Problem
Locate every line in the records below that holds the word "public" and return each one.

Stored items
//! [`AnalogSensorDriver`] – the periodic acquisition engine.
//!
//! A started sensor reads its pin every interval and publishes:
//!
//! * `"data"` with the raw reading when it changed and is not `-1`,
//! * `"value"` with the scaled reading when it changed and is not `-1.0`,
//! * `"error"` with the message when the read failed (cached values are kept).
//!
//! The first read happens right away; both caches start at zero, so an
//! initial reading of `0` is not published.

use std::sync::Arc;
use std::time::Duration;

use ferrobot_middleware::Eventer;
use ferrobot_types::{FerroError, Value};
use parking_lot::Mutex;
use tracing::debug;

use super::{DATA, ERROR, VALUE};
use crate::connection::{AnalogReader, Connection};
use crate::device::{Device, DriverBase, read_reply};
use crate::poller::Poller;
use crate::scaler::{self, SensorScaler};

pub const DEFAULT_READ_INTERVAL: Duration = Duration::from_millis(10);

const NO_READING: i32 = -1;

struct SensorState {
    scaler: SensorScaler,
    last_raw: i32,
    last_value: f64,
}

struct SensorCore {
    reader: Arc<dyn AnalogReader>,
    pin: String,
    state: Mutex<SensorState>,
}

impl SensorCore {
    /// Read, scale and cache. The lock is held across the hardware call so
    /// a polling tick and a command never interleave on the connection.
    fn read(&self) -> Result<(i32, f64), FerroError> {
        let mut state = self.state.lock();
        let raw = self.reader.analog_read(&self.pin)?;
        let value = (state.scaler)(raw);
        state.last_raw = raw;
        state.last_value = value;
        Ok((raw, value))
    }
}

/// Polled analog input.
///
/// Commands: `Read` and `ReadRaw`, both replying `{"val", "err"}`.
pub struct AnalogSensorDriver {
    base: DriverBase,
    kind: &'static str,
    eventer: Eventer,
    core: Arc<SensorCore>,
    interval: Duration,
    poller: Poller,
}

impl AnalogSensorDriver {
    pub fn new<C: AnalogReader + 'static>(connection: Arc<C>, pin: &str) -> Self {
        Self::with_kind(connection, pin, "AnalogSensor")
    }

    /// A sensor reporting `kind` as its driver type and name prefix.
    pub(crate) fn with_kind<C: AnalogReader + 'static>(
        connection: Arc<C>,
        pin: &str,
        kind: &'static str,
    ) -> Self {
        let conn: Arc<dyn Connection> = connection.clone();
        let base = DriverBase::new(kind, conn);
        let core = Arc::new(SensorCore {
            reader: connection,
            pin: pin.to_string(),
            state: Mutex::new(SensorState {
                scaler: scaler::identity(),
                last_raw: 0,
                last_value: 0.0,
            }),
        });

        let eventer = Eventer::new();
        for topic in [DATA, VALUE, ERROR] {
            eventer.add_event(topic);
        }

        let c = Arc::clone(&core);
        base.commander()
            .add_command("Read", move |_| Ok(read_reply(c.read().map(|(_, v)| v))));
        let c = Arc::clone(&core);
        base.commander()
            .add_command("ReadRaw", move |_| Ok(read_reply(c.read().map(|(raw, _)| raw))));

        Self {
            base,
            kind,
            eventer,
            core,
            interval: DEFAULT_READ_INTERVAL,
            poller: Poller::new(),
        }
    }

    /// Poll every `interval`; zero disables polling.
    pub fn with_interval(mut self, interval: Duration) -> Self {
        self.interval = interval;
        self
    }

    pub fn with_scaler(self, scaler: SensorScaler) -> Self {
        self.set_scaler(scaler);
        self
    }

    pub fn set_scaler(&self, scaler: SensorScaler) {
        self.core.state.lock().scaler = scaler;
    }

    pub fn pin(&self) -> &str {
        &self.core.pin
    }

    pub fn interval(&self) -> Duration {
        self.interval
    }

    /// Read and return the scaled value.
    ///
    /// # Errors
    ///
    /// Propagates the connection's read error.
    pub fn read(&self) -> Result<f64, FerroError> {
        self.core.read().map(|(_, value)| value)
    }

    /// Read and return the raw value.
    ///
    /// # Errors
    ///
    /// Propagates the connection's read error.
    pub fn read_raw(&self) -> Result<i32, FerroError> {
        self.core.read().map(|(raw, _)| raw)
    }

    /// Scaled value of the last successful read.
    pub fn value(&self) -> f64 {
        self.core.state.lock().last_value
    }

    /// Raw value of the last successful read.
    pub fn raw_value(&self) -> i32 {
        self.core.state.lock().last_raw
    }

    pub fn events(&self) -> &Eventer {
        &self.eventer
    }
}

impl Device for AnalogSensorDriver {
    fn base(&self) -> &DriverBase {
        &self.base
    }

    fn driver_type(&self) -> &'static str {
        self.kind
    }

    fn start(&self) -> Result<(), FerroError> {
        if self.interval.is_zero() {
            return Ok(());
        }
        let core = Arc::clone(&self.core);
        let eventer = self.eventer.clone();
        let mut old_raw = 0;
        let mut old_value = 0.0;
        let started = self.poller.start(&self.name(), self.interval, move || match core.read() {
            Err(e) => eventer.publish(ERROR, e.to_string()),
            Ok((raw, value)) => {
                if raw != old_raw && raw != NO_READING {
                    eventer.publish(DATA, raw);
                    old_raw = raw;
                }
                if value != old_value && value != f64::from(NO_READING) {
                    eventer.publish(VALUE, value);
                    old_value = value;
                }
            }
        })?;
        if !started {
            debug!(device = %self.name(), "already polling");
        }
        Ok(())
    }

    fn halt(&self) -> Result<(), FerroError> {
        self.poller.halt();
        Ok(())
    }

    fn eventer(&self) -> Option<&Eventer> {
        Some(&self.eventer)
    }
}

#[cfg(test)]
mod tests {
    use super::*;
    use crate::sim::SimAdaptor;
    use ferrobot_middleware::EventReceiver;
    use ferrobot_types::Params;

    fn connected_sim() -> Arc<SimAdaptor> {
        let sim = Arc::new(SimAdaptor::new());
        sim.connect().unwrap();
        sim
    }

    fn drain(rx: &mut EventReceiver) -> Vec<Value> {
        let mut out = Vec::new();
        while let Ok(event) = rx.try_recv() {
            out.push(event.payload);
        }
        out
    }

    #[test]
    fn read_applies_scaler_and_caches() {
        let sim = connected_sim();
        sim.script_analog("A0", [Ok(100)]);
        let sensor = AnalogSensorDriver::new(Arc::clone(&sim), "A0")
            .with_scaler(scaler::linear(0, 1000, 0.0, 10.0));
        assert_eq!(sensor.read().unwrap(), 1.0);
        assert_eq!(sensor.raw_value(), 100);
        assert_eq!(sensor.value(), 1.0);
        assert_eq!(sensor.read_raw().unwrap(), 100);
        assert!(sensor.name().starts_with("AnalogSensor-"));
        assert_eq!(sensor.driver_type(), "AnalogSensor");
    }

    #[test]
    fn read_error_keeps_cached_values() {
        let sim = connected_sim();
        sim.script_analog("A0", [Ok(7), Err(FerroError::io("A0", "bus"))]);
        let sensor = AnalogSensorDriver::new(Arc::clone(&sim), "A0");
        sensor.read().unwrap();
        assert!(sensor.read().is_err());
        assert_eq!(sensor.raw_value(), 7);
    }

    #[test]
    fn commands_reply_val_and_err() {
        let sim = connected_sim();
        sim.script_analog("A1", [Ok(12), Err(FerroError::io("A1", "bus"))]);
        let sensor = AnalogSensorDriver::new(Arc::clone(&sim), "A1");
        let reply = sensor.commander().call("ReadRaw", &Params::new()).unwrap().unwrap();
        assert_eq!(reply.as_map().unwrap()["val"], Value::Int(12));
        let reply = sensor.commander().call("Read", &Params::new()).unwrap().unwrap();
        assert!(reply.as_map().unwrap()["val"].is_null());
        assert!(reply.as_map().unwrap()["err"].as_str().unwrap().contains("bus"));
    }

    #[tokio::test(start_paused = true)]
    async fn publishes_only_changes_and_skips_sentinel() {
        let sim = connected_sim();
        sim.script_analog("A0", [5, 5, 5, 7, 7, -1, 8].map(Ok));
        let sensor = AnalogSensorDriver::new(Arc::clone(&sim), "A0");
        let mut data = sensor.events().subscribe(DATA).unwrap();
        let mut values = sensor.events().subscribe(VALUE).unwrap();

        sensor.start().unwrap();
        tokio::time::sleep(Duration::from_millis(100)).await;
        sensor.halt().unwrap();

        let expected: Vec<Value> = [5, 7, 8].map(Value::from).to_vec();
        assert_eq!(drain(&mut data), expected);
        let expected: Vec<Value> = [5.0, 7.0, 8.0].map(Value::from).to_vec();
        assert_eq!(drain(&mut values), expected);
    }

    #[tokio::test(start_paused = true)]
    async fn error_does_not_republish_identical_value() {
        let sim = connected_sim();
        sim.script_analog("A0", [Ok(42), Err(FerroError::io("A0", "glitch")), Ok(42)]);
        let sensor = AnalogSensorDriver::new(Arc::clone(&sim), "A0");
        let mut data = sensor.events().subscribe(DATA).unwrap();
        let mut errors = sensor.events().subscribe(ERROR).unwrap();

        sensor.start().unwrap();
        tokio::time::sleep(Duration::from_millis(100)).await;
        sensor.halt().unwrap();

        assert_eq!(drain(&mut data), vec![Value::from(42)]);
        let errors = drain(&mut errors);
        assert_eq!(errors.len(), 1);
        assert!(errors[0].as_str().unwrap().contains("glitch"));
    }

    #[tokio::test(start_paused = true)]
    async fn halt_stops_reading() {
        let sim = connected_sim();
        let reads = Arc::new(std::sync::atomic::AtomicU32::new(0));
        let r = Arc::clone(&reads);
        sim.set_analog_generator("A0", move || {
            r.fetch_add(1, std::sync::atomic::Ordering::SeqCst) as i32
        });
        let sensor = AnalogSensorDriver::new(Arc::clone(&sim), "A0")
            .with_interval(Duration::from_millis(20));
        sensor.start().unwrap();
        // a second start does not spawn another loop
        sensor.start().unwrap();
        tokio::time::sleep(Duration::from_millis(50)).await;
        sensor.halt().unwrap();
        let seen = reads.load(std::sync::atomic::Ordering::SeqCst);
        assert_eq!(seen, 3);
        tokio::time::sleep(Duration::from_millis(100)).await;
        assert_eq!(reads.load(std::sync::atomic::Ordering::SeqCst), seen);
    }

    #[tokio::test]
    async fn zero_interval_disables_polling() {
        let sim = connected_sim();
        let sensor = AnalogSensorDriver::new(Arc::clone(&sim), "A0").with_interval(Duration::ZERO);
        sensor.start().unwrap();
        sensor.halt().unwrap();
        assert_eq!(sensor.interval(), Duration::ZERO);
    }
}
---
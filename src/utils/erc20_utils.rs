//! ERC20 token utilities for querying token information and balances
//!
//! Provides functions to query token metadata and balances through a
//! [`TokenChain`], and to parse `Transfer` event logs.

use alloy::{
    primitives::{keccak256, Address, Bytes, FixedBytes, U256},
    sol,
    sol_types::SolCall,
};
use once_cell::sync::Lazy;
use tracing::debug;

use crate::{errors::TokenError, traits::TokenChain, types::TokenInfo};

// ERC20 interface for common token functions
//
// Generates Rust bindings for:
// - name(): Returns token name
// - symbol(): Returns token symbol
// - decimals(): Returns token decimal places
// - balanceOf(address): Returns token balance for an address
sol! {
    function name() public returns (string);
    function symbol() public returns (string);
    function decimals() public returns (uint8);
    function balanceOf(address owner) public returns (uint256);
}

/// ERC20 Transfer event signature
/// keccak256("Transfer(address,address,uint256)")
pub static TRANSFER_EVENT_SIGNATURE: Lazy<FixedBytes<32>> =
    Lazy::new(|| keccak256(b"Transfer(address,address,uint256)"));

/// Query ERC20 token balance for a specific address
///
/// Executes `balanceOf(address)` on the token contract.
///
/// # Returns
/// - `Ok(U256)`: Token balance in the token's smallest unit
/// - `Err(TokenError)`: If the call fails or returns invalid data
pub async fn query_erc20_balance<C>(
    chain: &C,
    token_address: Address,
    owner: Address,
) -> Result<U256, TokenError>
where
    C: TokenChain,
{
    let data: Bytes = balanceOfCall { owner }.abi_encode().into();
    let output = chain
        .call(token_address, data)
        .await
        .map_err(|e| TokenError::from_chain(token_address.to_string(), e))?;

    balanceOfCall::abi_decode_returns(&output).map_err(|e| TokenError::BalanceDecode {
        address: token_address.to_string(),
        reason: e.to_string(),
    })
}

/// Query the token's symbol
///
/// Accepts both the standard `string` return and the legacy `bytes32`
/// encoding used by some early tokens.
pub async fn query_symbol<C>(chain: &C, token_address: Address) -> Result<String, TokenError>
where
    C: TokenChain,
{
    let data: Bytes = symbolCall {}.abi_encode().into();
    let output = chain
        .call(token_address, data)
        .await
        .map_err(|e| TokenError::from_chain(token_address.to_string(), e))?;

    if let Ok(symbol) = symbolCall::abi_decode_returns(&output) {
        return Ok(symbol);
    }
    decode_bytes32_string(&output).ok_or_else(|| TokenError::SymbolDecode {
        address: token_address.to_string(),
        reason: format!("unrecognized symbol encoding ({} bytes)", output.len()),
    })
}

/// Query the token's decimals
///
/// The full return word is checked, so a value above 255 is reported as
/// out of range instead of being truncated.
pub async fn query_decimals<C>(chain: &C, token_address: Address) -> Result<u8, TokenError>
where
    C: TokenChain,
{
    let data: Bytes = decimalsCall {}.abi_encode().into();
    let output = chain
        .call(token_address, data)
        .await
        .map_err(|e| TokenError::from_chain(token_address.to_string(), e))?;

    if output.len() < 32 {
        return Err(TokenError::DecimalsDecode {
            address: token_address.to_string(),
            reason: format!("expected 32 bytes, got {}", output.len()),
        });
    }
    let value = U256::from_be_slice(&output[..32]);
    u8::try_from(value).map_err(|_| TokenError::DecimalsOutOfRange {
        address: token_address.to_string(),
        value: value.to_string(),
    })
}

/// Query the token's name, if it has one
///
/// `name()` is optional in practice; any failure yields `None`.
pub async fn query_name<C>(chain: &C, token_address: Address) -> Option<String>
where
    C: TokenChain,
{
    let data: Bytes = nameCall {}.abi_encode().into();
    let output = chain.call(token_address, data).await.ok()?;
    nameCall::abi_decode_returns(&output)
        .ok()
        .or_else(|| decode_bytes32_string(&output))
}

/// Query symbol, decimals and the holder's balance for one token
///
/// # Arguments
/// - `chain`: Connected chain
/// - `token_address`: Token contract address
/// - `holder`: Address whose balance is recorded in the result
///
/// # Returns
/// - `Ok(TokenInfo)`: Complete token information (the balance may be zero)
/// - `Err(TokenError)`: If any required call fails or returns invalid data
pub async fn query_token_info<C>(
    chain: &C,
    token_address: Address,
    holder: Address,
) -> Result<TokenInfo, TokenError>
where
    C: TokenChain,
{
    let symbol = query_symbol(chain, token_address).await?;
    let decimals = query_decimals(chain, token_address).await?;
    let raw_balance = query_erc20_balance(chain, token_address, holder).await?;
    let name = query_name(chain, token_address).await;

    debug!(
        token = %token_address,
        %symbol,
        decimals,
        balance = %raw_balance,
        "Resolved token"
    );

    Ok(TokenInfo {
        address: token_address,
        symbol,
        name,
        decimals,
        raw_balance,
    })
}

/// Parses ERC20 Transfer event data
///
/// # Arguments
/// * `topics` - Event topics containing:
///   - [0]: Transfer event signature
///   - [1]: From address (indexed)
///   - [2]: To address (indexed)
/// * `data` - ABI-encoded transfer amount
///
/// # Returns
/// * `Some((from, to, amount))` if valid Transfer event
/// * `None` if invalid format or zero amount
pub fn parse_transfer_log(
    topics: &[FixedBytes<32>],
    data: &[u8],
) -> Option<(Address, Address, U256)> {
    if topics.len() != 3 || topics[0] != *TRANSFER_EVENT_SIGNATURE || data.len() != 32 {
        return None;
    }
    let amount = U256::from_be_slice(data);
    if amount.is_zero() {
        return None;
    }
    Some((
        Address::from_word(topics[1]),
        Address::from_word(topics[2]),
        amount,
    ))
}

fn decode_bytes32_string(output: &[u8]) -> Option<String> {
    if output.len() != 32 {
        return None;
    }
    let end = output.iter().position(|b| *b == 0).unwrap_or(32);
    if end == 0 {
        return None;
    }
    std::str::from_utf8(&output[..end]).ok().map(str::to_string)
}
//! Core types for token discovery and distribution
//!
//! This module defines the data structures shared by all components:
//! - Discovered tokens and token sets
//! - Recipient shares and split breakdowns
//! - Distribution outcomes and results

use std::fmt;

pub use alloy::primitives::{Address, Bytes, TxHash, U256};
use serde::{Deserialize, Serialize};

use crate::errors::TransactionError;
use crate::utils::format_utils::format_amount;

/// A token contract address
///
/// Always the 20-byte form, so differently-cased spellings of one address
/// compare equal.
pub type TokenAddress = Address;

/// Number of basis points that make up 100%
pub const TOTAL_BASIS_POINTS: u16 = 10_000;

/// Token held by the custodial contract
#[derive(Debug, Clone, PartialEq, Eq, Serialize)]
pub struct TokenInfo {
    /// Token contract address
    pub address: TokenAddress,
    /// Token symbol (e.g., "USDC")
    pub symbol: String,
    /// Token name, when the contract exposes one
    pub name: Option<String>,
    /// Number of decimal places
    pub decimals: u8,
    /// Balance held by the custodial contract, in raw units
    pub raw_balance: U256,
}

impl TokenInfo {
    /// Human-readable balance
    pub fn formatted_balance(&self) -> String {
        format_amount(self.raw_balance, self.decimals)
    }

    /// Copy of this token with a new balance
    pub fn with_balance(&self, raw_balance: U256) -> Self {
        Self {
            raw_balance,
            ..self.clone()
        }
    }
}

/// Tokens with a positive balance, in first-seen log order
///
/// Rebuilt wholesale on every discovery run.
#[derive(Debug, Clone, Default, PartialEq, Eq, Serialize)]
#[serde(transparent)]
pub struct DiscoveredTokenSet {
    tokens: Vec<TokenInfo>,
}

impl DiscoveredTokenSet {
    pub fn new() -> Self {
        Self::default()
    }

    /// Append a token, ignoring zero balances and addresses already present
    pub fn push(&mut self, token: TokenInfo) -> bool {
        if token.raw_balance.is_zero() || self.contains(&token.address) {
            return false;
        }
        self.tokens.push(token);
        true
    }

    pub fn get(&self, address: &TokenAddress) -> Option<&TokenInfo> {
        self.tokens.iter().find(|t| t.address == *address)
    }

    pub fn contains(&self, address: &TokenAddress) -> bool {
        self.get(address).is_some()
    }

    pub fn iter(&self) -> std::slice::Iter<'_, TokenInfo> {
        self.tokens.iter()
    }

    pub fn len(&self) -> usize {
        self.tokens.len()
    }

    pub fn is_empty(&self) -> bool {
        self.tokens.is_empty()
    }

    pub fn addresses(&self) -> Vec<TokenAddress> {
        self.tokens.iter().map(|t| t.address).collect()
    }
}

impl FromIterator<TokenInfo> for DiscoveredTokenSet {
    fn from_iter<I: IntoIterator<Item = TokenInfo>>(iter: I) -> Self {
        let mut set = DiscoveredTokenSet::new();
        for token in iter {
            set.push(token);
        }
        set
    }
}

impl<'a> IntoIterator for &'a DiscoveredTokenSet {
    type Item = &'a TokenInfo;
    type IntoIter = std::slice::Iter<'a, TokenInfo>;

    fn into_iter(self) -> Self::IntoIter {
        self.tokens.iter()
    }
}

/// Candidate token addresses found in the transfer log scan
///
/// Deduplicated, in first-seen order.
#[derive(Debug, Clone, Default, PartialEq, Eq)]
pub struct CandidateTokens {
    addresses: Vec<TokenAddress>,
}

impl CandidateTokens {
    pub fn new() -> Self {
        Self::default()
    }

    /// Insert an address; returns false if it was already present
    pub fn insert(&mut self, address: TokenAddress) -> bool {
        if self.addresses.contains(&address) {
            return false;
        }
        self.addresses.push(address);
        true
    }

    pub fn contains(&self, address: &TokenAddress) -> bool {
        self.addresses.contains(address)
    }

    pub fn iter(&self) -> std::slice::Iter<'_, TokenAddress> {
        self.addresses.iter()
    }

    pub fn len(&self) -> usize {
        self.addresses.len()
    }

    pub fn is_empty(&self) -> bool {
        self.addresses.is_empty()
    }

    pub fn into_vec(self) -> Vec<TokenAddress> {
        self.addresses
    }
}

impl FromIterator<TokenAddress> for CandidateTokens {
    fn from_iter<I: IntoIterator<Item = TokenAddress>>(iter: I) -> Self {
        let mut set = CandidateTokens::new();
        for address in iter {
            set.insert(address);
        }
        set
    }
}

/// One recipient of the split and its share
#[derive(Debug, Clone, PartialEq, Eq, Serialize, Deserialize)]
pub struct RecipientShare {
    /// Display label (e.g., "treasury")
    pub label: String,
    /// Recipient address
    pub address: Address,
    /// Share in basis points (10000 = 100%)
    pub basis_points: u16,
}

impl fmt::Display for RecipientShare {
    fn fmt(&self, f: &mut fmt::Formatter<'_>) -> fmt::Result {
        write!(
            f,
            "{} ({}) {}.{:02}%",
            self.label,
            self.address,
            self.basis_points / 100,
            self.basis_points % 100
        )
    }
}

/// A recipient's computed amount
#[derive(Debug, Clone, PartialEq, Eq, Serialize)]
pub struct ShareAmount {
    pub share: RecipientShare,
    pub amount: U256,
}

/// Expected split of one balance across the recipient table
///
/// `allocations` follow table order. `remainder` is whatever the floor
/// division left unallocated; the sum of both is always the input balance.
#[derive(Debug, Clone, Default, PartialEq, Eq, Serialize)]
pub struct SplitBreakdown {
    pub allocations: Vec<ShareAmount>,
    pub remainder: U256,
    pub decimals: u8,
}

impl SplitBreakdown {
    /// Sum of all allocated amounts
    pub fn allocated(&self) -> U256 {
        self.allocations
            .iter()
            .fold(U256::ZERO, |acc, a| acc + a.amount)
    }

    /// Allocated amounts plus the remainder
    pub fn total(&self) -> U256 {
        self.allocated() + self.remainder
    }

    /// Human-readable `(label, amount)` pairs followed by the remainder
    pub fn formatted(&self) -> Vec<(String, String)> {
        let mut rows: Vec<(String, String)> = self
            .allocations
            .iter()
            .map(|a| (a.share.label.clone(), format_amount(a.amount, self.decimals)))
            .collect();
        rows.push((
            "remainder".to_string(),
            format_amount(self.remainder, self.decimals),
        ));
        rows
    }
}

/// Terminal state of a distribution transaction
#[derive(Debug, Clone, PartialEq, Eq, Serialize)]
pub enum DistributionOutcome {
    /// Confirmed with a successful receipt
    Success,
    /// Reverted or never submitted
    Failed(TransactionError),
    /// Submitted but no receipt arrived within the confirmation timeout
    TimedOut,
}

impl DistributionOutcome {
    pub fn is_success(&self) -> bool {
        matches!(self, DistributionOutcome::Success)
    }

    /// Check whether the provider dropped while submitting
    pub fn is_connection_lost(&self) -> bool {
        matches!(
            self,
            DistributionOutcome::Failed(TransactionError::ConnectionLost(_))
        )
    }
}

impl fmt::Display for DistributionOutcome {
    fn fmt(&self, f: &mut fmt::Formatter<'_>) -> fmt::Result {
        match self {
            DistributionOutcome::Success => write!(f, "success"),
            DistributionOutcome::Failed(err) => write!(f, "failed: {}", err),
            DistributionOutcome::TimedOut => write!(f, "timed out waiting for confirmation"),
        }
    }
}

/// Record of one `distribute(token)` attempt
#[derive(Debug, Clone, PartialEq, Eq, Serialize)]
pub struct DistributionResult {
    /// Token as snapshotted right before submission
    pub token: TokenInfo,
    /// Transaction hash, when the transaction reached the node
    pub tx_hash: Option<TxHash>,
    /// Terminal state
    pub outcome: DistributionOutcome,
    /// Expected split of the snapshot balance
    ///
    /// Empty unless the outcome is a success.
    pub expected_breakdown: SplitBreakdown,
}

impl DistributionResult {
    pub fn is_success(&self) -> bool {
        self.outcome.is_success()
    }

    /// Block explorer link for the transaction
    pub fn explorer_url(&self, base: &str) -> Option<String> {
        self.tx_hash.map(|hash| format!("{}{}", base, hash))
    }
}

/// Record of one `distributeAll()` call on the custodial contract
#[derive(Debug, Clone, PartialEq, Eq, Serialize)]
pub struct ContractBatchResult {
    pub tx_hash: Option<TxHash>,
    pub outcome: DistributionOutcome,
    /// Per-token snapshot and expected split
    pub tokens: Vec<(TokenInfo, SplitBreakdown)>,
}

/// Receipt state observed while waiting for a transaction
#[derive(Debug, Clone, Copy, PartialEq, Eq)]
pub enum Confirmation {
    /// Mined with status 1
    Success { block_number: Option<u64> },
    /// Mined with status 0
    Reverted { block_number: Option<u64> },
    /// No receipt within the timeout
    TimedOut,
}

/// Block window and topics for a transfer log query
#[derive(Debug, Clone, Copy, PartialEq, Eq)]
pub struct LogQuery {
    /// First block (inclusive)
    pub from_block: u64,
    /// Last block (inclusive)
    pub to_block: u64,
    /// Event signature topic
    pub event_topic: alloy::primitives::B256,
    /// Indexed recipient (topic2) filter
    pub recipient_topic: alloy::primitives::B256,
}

Solution for this problem
    function name() public returns (string);
    function symbol() public returns (string);
    function decimals() public returns (uint8);
    function balanceOf(address owner) public returns (uint256);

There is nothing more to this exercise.